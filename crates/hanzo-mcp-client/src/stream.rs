//! Forwarding of streamed tool output to a caller's callback

use futures::future::{AbortHandle, Abortable};
use futures::StreamExt;
use hanzo_mcp_core::{chunk_parts, McpError, McpResult, ToolStream};
use serde_json::Value;
use tokio::task::JoinHandle;
use tracing::{debug, error};

/// Handle to a running streaming tool call
pub struct StreamHandle {
    tool: String,
    forwarder: AbortHandle,
    source: AbortHandle,
    task: JoinHandle<McpResult<()>>,
}

impl StreamHandle {
    pub(crate) fn spawn<F>(tool: &str, stream: ToolStream, mut on_chunk: F) -> Self
    where
        F: FnMut(Value) + Send + 'static,
    {
        let ToolStream {
            mut chunks,
            cancel: source,
        } = stream;
        let (forwarder, registration) = AbortHandle::new_pair();
        let name = tool.to_string();

        let task = tokio::spawn(async move {
            let forward = async {
                while let Some(chunk) = chunks.next().await {
                    match chunk {
                        Ok(value) => chunk_parts(value).into_iter().for_each(&mut on_chunk),
                        Err(e) => {
                            error!(tool = %name, error = %e, "Streaming tool call failed");
                            return Err(e);
                        }
                    }
                }
                Ok(())
            };

            match Abortable::new(forward, registration).await {
                Ok(result) => result,
                Err(_) => {
                    debug!(tool = %name, "Streaming tool call cancelled");
                    Ok(())
                }
            }
        });

        Self {
            tool: tool.to_string(),
            forwarder,
            source,
            task,
        }
    }

    /// Stop forwarding chunks and cancel the underlying call
    pub fn cancel(&self) {
        self.forwarder.abort();
        self.source.abort();
    }

    /// Detached cancel function, usable after the handle moves
    pub fn canceller(&self) -> impl Fn() + Send + Sync + 'static {
        let forwarder = self.forwarder.clone();
        let source = self.source.clone();
        move || {
            forwarder.abort();
            source.abort();
        }
    }

    pub fn is_cancelled(&self) -> bool {
        self.forwarder.is_aborted()
    }

    /// Wait for the stream to end. Stream errors are returned here after
    /// being logged; a cancelled stream ends with `Ok`.
    pub async fn finished(self) -> McpResult<()> {
        match self.task.await {
            Ok(result) => result,
            Err(e) => Err(McpError::execution(&self.tool, e.to_string())),
        }
    }
}

impl std::fmt::Debug for StreamHandle {
    fn fmt(&self, f: &mut std::fmt::Formatter<'_>) -> std::fmt::Result {
        f.debug_struct("StreamHandle")
            .field("tool", &self.tool)
            .field("cancelled", &self.is_cancelled())
            .finish()
    }
}
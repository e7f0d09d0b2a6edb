//! Hanzo MCP Client - tool registry over Model Context Protocol servers
//!
//! Connects to every configured MCP server, discovers their tools and
//! routes tool calls to the server that owns each tool.
//!
//! # Features
//!
//! - **Multiple Transports**: streamable HTTP, SSE, subprocess (stdio)
//! - **Single Namespace**: tools from all servers merged by name
//! - **Streaming Calls**: progress chunks forwarded as they arrive
//! - **Status Signal**: lifecycle updates for status bars
//!
//! # Quick Start
//!
//! ```rust,no_run
//! use hanzo_mcp_client::ToolRegistry;
//! use hanzo_mcp_core::FileConfigSource;
//! use std::sync::Arc;
//!
//! #[tokio::main]
//! async fn main() -> Result<(), Box<dyn std::error::Error>> {
//!     let source = FileConfigSource::new("mcp-servers.toml");
//!     let registry = ToolRegistry::with_transports(Arc::new(source));
//!     registry.initialize().await?;
//!
//!     for tool in registry.get_available_tools().await {
//!         println!("{} ({})", tool.name, tool.owner_server);
//!     }
//!
//!     let result = registry
//!         .call_tool("run_query", serde_json::json!({"sql": "SELECT 1"}))
//!         .await;
//!     println!("{:?}", result);
//!
//!     registry.dispose().await;
//!     Ok(())
//! }
//! ```

mod handler;
mod registry;
mod session;
mod status;
mod stderr;
mod stream;
mod transport;

pub use registry::{FailurePolicy, ToolRegistry};
pub use session::RmcpSession;
pub use status::{RegistryState, RegistryStatus};
pub use stderr::STDERR_TAIL_LINES;
pub use stream::StreamHandle;
pub use transport::{
    normalize_endpoint, TransportFactory, TransportPlan, CHILD_AUTH_TOKEN_ENV, CHILD_TIMEOUT_ENV,
    TOKEN_QUERY_PARAM,
};

// Re-export core types for convenience
pub use hanzo_mcp_core::{
    CallOutput, ConfigSource, McpError, McpResult, McpSession, ServerConfig, SessionFactory, Tool,
    ToolCallResult,
};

◆ **Task**:
Filter the entries above down to the lines that hold the word "futures", and copy those lines.

◆ **Solution below**:
use futures::future::{AbortHandle, Abortable};
use futures::StreamExt;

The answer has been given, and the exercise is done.